▶ _Try it_
Among the lines below, tally those that contain "Something" and respond with the total only.

▶ _Provided data_
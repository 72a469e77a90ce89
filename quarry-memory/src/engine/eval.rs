use super::{Database, SqlExpr, exec_select};
use anyhow::{Result, bail};
use quarry_core::{BinaryOp, Value};
use std::cmp::Ordering;

/// Three valued logic: predicates over NULL evaluate to `Unknown`, and only
/// rows whose predicate is `True` pass a filter.
#[derive(Debug, Clone, Copy, PartialEq, Eq)]
pub enum Truth {
    True,
    False,
    Unknown,
}

impl Truth {
    pub fn from_bool(value: bool) -> Self {
        if value { Truth::True } else { Truth::False }
    }

    pub fn not(self) -> Self {
        match self {
            Truth::True => Truth::False,
            Truth::False => Truth::True,
            Truth::Unknown => Truth::Unknown,
        }
    }

    pub fn and(self, other: Self) -> Self {
        match (self, other) {
            (Truth::False, _) | (_, Truth::False) => Truth::False,
            (Truth::True, Truth::True) => Truth::True,
            _ => Truth::Unknown,
        }
    }

    pub fn or(self, other: Self) -> Self {
        match (self, other) {
            (Truth::True, _) | (_, Truth::True) => Truth::True,
            (Truth::False, Truth::False) => Truth::False,
            _ => Truth::Unknown,
        }
    }
}

/// Everything an expression may refer to while one row is under evaluation.
pub struct EvalContext<'a> {
    pub db: &'a Database,
    pub params: &'a [Value],
    pub labels: &'a [String],
    pub row: &'a [Value],
}

impl<'a> EvalContext<'a> {
    /// Context with no current row, for INSERT value lists.
    pub fn rowless(db: &'a Database, params: &'a [Value]) -> Self {
        Self {
            db,
            params,
            labels: &[],
            row: &[],
        }
    }
}

pub fn eval_predicate(expr: &SqlExpr, ctx: &EvalContext) -> Result<Truth> {
    Ok(match expr {
        SqlExpr::Bool(value) => Truth::from_bool(*value),
        SqlExpr::Not(inner) => eval_predicate(inner, ctx)?.not(),
        SqlExpr::Binary { op, lhs, rhs } => match op {
            BinaryOp::And => eval_predicate(lhs, ctx)?.and(eval_predicate(rhs, ctx)?),
            BinaryOp::Or => eval_predicate(lhs, ctx)?.or(eval_predicate(rhs, ctx)?),
            comparison => {
                let l = eval_scalar(lhs, ctx)?;
                let r = eval_scalar(rhs, ctx)?;
                match compare(&l, &r)? {
                    None => Truth::Unknown,
                    Some(ordering) => Truth::from_bool(match comparison {
                        BinaryOp::Eq => ordering == Ordering::Equal,
                        BinaryOp::NotEq => ordering != Ordering::Equal,
                        BinaryOp::Less => ordering == Ordering::Less,
                        BinaryOp::LessEq => ordering != Ordering::Greater,
                        BinaryOp::Greater => ordering == Ordering::Greater,
                        BinaryOp::GreaterEq => ordering != Ordering::Less,
                        BinaryOp::And | BinaryOp::Or => unreachable!(),
                    }),
                }
            }
        },
        SqlExpr::IsNull { operand, negated } => {
            let value = eval_scalar(operand, ctx)?;
            let truth = Truth::from_bool(value.is_null());
            if *negated { truth.not() } else { truth }
        }
        SqlExpr::InList {
            operand,
            list,
            negated,
        } => {
            let needle = eval_scalar(operand, ctx)?;
            let haystack = list
                .iter()
                .map(|item| eval_scalar(item, ctx))
                .collect::<Result<Vec<_>>>()?;
            let truth = membership(&needle, &haystack)?;
            if *negated { truth.not() } else { truth }
        }
        SqlExpr::InSelect {
            operand,
            select,
            negated,
        } => {
            let needle = eval_scalar(operand, ctx)?;
            let (_, rows) = exec_select(ctx.db, select, ctx.params)?;
            let haystack = rows
                .iter()
                .map(|row| match row.first() {
                    Some(value) => Ok(value.clone()),
                    None => bail!("sub-query produced a row without columns"),
                })
                .collect::<Result<Vec<_>>>()?;
            let truth = membership(&needle, &haystack)?;
            if *negated { truth.not() } else { truth }
        }
        other => bail!("{:?} is not a predicate", other),
    })
}

/// SQL membership: equal to any member is true, otherwise unknown if any
/// member (or the operand) is NULL, otherwise false.
fn membership(needle: &Value, haystack: &[Value]) -> Result<Truth> {
    let mut result = Truth::False;
    if needle.is_null() {
        result = Truth::Unknown;
    }
    for member in haystack {
        match compare(needle, member)? {
            Some(Ordering::Equal) => return Ok(Truth::True),
            None => result = Truth::Unknown,
            _ => {}
        }
    }
    Ok(result)
}

pub fn eval_scalar(expr: &SqlExpr, ctx: &EvalContext) -> Result<Value> {
    Ok(match expr {
        SqlExpr::Column(name) => {
            let Some(index) = ctx.labels.iter().position(|label| label == name) else {
                bail!("no such column: {}", name);
            };
            ctx.row[index].clone()
        }
        SqlExpr::Param(index) => match ctx.params.get(*index) {
            Some(value) => value.clone(),
            None => bail!(
                "statement refers to parameter {} but only {} are bound",
                index + 1,
                ctx.params.len(),
            ),
        },
        SqlExpr::Literal(value) => value.clone(),
        SqlExpr::Bool(value) => Value::Boolean(Some(*value)),
        other => bail!("{:?} is not a scalar expression", other),
    })
}

/// Compare two stored values. `None` means incomparable under three valued
/// logic: one side is NULL (or a NaN float).
pub fn compare(a: &Value, b: &Value) -> Result<Option<Ordering>> {
    if a.is_null() || b.is_null() {
        return Ok(None);
    }
    Ok(match (a, b) {
        (Value::Int64(Some(l)), Value::Int64(Some(r))) => Some(l.cmp(r)),
        (Value::Float64(Some(l)), Value::Float64(Some(r))) => l.partial_cmp(r),
        (Value::Int64(Some(l)), Value::Float64(Some(r))) => (*l as f64).partial_cmp(r),
        (Value::Float64(Some(l)), Value::Int64(Some(r))) => l.partial_cmp(&(*r as f64)),
        (Value::Varchar(Some(l)), Value::Varchar(Some(r))) => Some(l.cmp(r)),
        (Value::Blob(Some(l)), Value::Blob(Some(r))) => Some(l.cmp(r)),
        (Value::Boolean(Some(l)), Value::Boolean(Some(r))) => Some(l.cmp(r)),
        (l, r) => bail!("cannot compare {} with {}", l.type_name(), r.type_name()),
    })
}

/// Total ordering for ORDER BY: NULL sorts first, incomparable pairs keep
/// their relative position.
pub fn compare_for_sort(a: &Value, b: &Value) -> Ordering {
    match (a.is_null(), b.is_null()) {
        (true, true) => Ordering::Equal,
        (true, false) => Ordering::Less,
        (false, true) => Ordering::Greater,
        (false, false) => compare(a, b).ok().flatten().unwrap_or(Ordering::Equal),
    }
}

#[cfg(test)]
mod tests {
    use super::*;

    #[test]
    fn kleene_connectives() {
        use Truth::*;
        assert_eq!(False.and(Unknown), False);
        assert_eq!(Unknown.and(True), Unknown);
        assert_eq!(True.or(Unknown), True);
        assert_eq!(Unknown.or(False), Unknown);
        assert_eq!(Unknown.not(), Unknown);
    }

    #[test]
    fn null_never_compares() {
        let null = Value::Int64(None);
        let one = Value::Int64(Some(1));
        assert_eq!(compare(&null, &one).unwrap(), None);
        assert_eq!(compare(&one, &null).unwrap(), None);
        assert_eq!(
            compare(&one, &Value::Float64(Some(1.0))).unwrap(),
            Some(Ordering::Equal),
        );
        assert!(compare(&one, &Value::Varchar(Some("1".into()))).is_err());
    }
}
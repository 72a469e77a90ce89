use quarry::{Column, Executor, Result, Table};

/// The cities / users / user_data schema most suite tests run against.
///
/// `cities.id` is an auto generated identity; `users.city_id` is a nullable
/// reference to it, so seeding exercises identity retrieval and its reuse as
/// a foreign key value.
pub struct Dataset {
    pub cities: Cities,
    pub users: Users,
    pub user_data: UserData,
}

pub struct Cities {
    pub table: Table,
    pub id: Column<i32>,
    pub name: Column<String>,
}

pub struct Users {
    pub table: Table,
    pub id: Column<String>,
    pub name: Column<String>,
    pub city_id: Column<Option<i32>>,
}

pub struct UserData {
    pub table: Table,
    pub user_id: Column<String>,
    pub comment: Column<String>,
    pub value: Column<i32>,
}

impl Dataset {
    pub fn declare() -> Self {
        let mut builder = Table::builder("cities");
        let id = builder.column::<i32>("id").auto_increment().take();
        let name = builder.column::<String>("name").take();
        let cities = Cities {
            table: builder.build().expect("Failed to declare cities"),
            id,
            name,
        };

        let mut builder = Table::builder("users");
        let id = builder.column::<String>("id").primary_key().take();
        let name = builder.column::<String>("name").take();
        let city_id = builder
            .column::<Option<i32>>("city_id")
            .references(&cities.id)
            .take();
        let users = Users {
            table: builder.build().expect("Failed to declare users"),
            id,
            name,
            city_id,
        };

        let mut builder = Table::builder("user_data");
        let user_id = builder
            .column::<String>("user_id")
            .references(&users.id)
            .take();
        let comment = builder.column::<String>("comment").take();
        let value = builder.column::<i32>("value").take();
        let user_data = UserData {
            table: builder.build().expect("Failed to declare user_data"),
            user_id,
            comment,
            value,
        };

        Self {
            cities,
            users,
            user_data,
        }
    }

    /// Drop, recreate and seed all three tables.
    pub async fn prepare<E: Executor>(&self, executor: &mut E) -> Result<()> {
        self.user_data.table.drop_table(executor, true).await?;
        self.users.table.drop_table(executor, true).await?;
        self.cities.table.drop_table(executor, true).await?;
        self.cities.table.create_table(executor, false).await?;
        self.users.table.create_table(executor, false).await?;
        self.user_data.table.create_table(executor, false).await?;

        let cities = &self.cities;
        let mut city_ids = Vec::new();
        for city in ["St. Petersburg", "Munich", "Prague"] {
            let id: i32 = cities
                .table
                .insert()
                .set(&cities.name, city.to_string())?
                .execute_returning_id(executor)
                .await?;
            city_ids.push(id);
        }

        let users = &self.users;
        let rows = [
            ("andrey", "Andrey", Some(city_ids[0])),
            ("sergey", "Sergey", Some(city_ids[1])),
            ("eugene", "Eugene", Some(city_ids[1])),
            ("alex", "Alex", None),
            ("smth", "Something", None),
        ];
        for (id, name, city_id) in rows {
            users
                .table
                .insert()
                .set(&users.id, id.to_string())?
                .set(&users.name, name.to_string())?
                .set(&users.city_id, city_id)?
                .execute(executor)
                .await?;
        }

        let user_data = &self.user_data;
        let rows = [
            ("smth", "Something is here", 10),
            ("smth", "Comment #2", 20),
            ("eugene", "Comment for Eugene", 20),
            ("sergey", "Comment for Sergey", 30),
        ];
        for (user_id, comment, value) in rows {
            user_data
                .table
                .insert()
                .set(&user_data.user_id, user_id.to_string())?
                .set(&user_data.comment, comment.to_string())?
                .set(&user_data.value, value)?
                .execute(executor)
                .await?;
        }
        Ok(())
    }
}
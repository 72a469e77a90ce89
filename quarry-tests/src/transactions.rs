use crate::Dataset;
use quarry::{Connection, Transaction, stream::TryStreamExt};

pub async fn transactions<C: Connection>(connection: &mut C) {
    let data = Dataset::declare();
    data.prepare(connection)
        .await
        .expect("Failed to prepare the dataset");
    let cities = &data.cities;

    // Rolled back work leaves no trace for the next transaction.
    let mut transaction = connection
        .begin()
        .await
        .expect("Could not begin a transaction");
    cities
        .table
        .insert()
        .set(&cities.name, "Ghost town".to_string())
        .expect("Failed to attach the name")
        .execute(&mut transaction)
        .await
        .expect("Failed to insert inside the transaction");
    assert_eq!(
        cities
            .table
            .select_all()
            .count(&mut transaction)
            .await
            .expect("Failed to count inside the transaction"),
        4
    );
    transaction
        .rollback()
        .await
        .expect("Failed to roll back the transaction");

    let mut transaction = connection
        .begin()
        .await
        .expect("Could not begin a transaction");
    assert_eq!(
        cities
            .table
            .select_all()
            .count(&mut transaction)
            .await
            .expect("Failed to count after the rollback"),
        3
    );
    transaction
        .commit()
        .await
        .expect("Failed to commit the read transaction");

    // Committed work persists.
    let mut transaction = connection
        .begin()
        .await
        .expect("Could not begin a transaction");
    cities
        .table
        .insert()
        .set(&cities.name, "Vienna".to_string())
        .expect("Failed to attach the name")
        .execute(&mut transaction)
        .await
        .expect("Failed to insert Vienna");
    transaction
        .commit()
        .await
        .expect("Failed to commit the transaction");
    assert_eq!(
        cities
            .table
            .select_all()
            .count(connection)
            .await
            .expect("Failed to count after the commit"),
        4
    );

    // An execution error is terminal: the insert that preceded it is gone
    // once the transaction ends, verified by a fresh transaction's read.
    let users = &data.users;
    let mut transaction = connection
        .begin()
        .await
        .expect("Could not begin a transaction");
    users
        .table
        .insert()
        .set(&users.id, "nina".to_string())
        .expect("Failed to attach the id")
        .set(&users.name, "Nina".to_string())
        .expect("Failed to attach the name")
        .execute(&mut transaction)
        .await
        .expect("Failed to insert Nina");
    let duplicate = users
        .table
        .insert()
        .set(&users.id, "andrey".to_string())
        .expect("Failed to attach the id")
        .set(&users.name, "Impostor".to_string())
        .expect("Failed to attach the name")
        .execute(&mut transaction)
        .await;
    assert!(duplicate.is_err(), "duplicate key must fail");
    // The transaction is poisoned, later statements are refused.
    assert!(
        users
            .table
            .select_all()
            .rows(&mut transaction)
            .try_collect::<Vec<_>>()
            .await
            .is_err()
    );
    drop(transaction);

    let mut transaction = connection
        .begin()
        .await
        .expect("Could not begin a transaction");
    assert_eq!(
        users
            .table
            .select_all()
            .count(&mut transaction)
            .await
            .expect("Failed to count after the failure"),
        5
    );
    assert!(
        users
            .table
            .select(users.id.eq("nina"))
            .is_empty(&mut transaction)
            .await
            .expect("Failed to probe for Nina")
    );
    transaction
        .commit()
        .await
        .expect("Failed to commit the verification transaction");
}
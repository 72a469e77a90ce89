use super::{Keyword, Token};
use anyhow::{Result, bail};
use atoi::FromRadix10Signed;

/// Tokenizer for the SQL subset the file dialect writer emits.
pub struct Lexer<'s> {
    input: &'s str,
    chars: Vec<char>,
    position: usize,
}

impl<'s> Lexer<'s> {
    pub fn new(input: &'s str) -> Self {
        Self {
            input,
            chars: input.chars().collect(),
            position: 0,
        }
    }

    pub fn tokenize(mut self) -> Result<Vec<Token>> {
        let mut tokens = Vec::new();
        loop {
            let token = self.next_token()?;
            let done = token == Token::Eof;
            tokens.push(token);
            if done {
                return Ok(tokens);
            }
        }
    }

    fn current(&self) -> Option<char> {
        self.chars.get(self.position).copied()
    }

    fn peek(&self) -> Option<char> {
        self.chars.get(self.position + 1).copied()
    }

    fn advance(&mut self) {
        self.position += 1;
    }

    fn next_token(&mut self) -> Result<Token> {
        while matches!(self.current(), Some(c) if c.is_whitespace()) {
            self.advance();
        }
        let Some(c) = self.current() else {
            return Ok(Token::Eof);
        };
        let token = match c {
            '(' => {
                self.advance();
                Token::LParen
            }
            ')' => {
                self.advance();
                Token::RParen
            }
            ',' => {
                self.advance();
                Token::Comma
            }
            '*' => {
                self.advance();
                Token::Star
            }
            '?' => {
                self.advance();
                Token::Param
            }
            '=' => {
                self.advance();
                Token::Eq
            }
            '<' => {
                self.advance();
                match self.current() {
                    Some('=') => {
                        self.advance();
                        Token::LessEq
                    }
                    Some('>') => {
                        self.advance();
                        Token::NotEq
                    }
                    _ => Token::Less,
                }
            }
            '>' => {
                self.advance();
                if self.current() == Some('=') {
                    self.advance();
                    Token::GreaterEq
                } else {
                    Token::Greater
                }
            }
            '"' => self.read_quoted('"', |s| Token::Ident(s))?,
            '\'' => self.read_quoted('\'', |s| Token::Str(s))?,
            '-' if matches!(self.peek(), Some(d) if d.is_ascii_digit()) => self.read_number()?,
            c if c.is_ascii_digit() => self.read_number()?,
            'X' | 'x' if self.peek() == Some('\'') => {
                self.advance();
                let Token::Str(hex) = self.read_quoted('\'', |s| Token::Str(s))? else {
                    unreachable!()
                };
                Token::Blob(decode_hex(&hex)?)
            }
            c if c.is_ascii_alphabetic() || c == '_' => {
                let start = self.position;
                while matches!(self.current(), Some(c) if c.is_ascii_alphanumeric() || c == '_') {
                    self.advance();
                }
                let word: String = self.chars[start..self.position].iter().collect();
                match Keyword::lookup(&word) {
                    Some(keyword) => Token::Keyword(keyword),
                    // Bare words outside the keyword set are identifiers.
                    None => Token::Ident(word),
                }
            }
            other => bail!("unexpected character `{}` in statement", other),
        };
        Ok(token)
    }

    /// Read a delimited region, un-doubling the delimiter.
    fn read_quoted(&mut self, delimiter: char, wrap: fn(String) -> Token) -> Result<Token> {
        self.advance();
        let mut content = String::new();
        loop {
            match self.current() {
                Some(c) if c == delimiter => {
                    if self.peek() == Some(delimiter) {
                        content.push(delimiter);
                        self.advance();
                        self.advance();
                    } else {
                        self.advance();
                        return Ok(wrap(content));
                    }
                }
                Some(c) => {
                    content.push(c);
                    self.advance();
                }
                None => bail!("unterminated quoted region in `{}`", self.input),
            }
        }
    }

    fn read_number(&mut self) -> Result<Token> {
        let start = self.position;
        if self.current() == Some('-') {
            self.advance();
        }
        let mut float = false;
        while let Some(c) = self.current() {
            match c {
                c if c.is_ascii_digit() => self.advance(),
                '.' => {
                    float = true;
                    self.advance();
                }
                'e' | 'E' => {
                    float = true;
                    self.advance();
                    if matches!(self.current(), Some('+') | Some('-')) {
                        self.advance();
                    }
                }
                _ => break,
            }
        }
        let text: String = self.chars[start..self.position].iter().collect();
        if float {
            match text.parse::<f64>() {
                Ok(v) => Ok(Token::Float(v)),
                Err(_) => bail!("malformed numeric literal `{}`", text),
            }
        } else {
            let (value, consumed) = i64::from_radix_10_signed(text.as_bytes());
            if consumed != text.len() {
                bail!("malformed integer literal `{}`", text);
            }
            Ok(Token::Int(value))
        }
    }
}

fn decode_hex(hex: &str) -> Result<Vec<u8>> {
    if hex.len() % 2 != 0 {
        bail!("blob literal has an odd number of hex digits");
    }
    (0..hex.len())
        .step_by(2)
        .map(|i| {
            u8::from_str_radix(&hex[i..i + 2], 16)
                .map_err(|_| anyhow::anyhow!("malformed blob literal `{}`", hex))
        })
        .collect()
}
use crate::{AsValue, Result};
use std::fmt::Display;

/// A backend prepared query handle.
///
/// Drivers pre-parse the SQL once and later bind positional parameters.
/// Values are converted through [`AsValue`]; `bind` appends, the driver
/// decides placeholder numbering.
pub trait Prepared: Send + Sync + Display {
    /// Remove every bound value.
    fn clear_bindings(&mut self) -> Result<&mut Self>;
    /// Append a parameter value.
    fn bind(&mut self, value: impl AsValue) -> Result<&mut Self>;
}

▶ _Problem solution_
2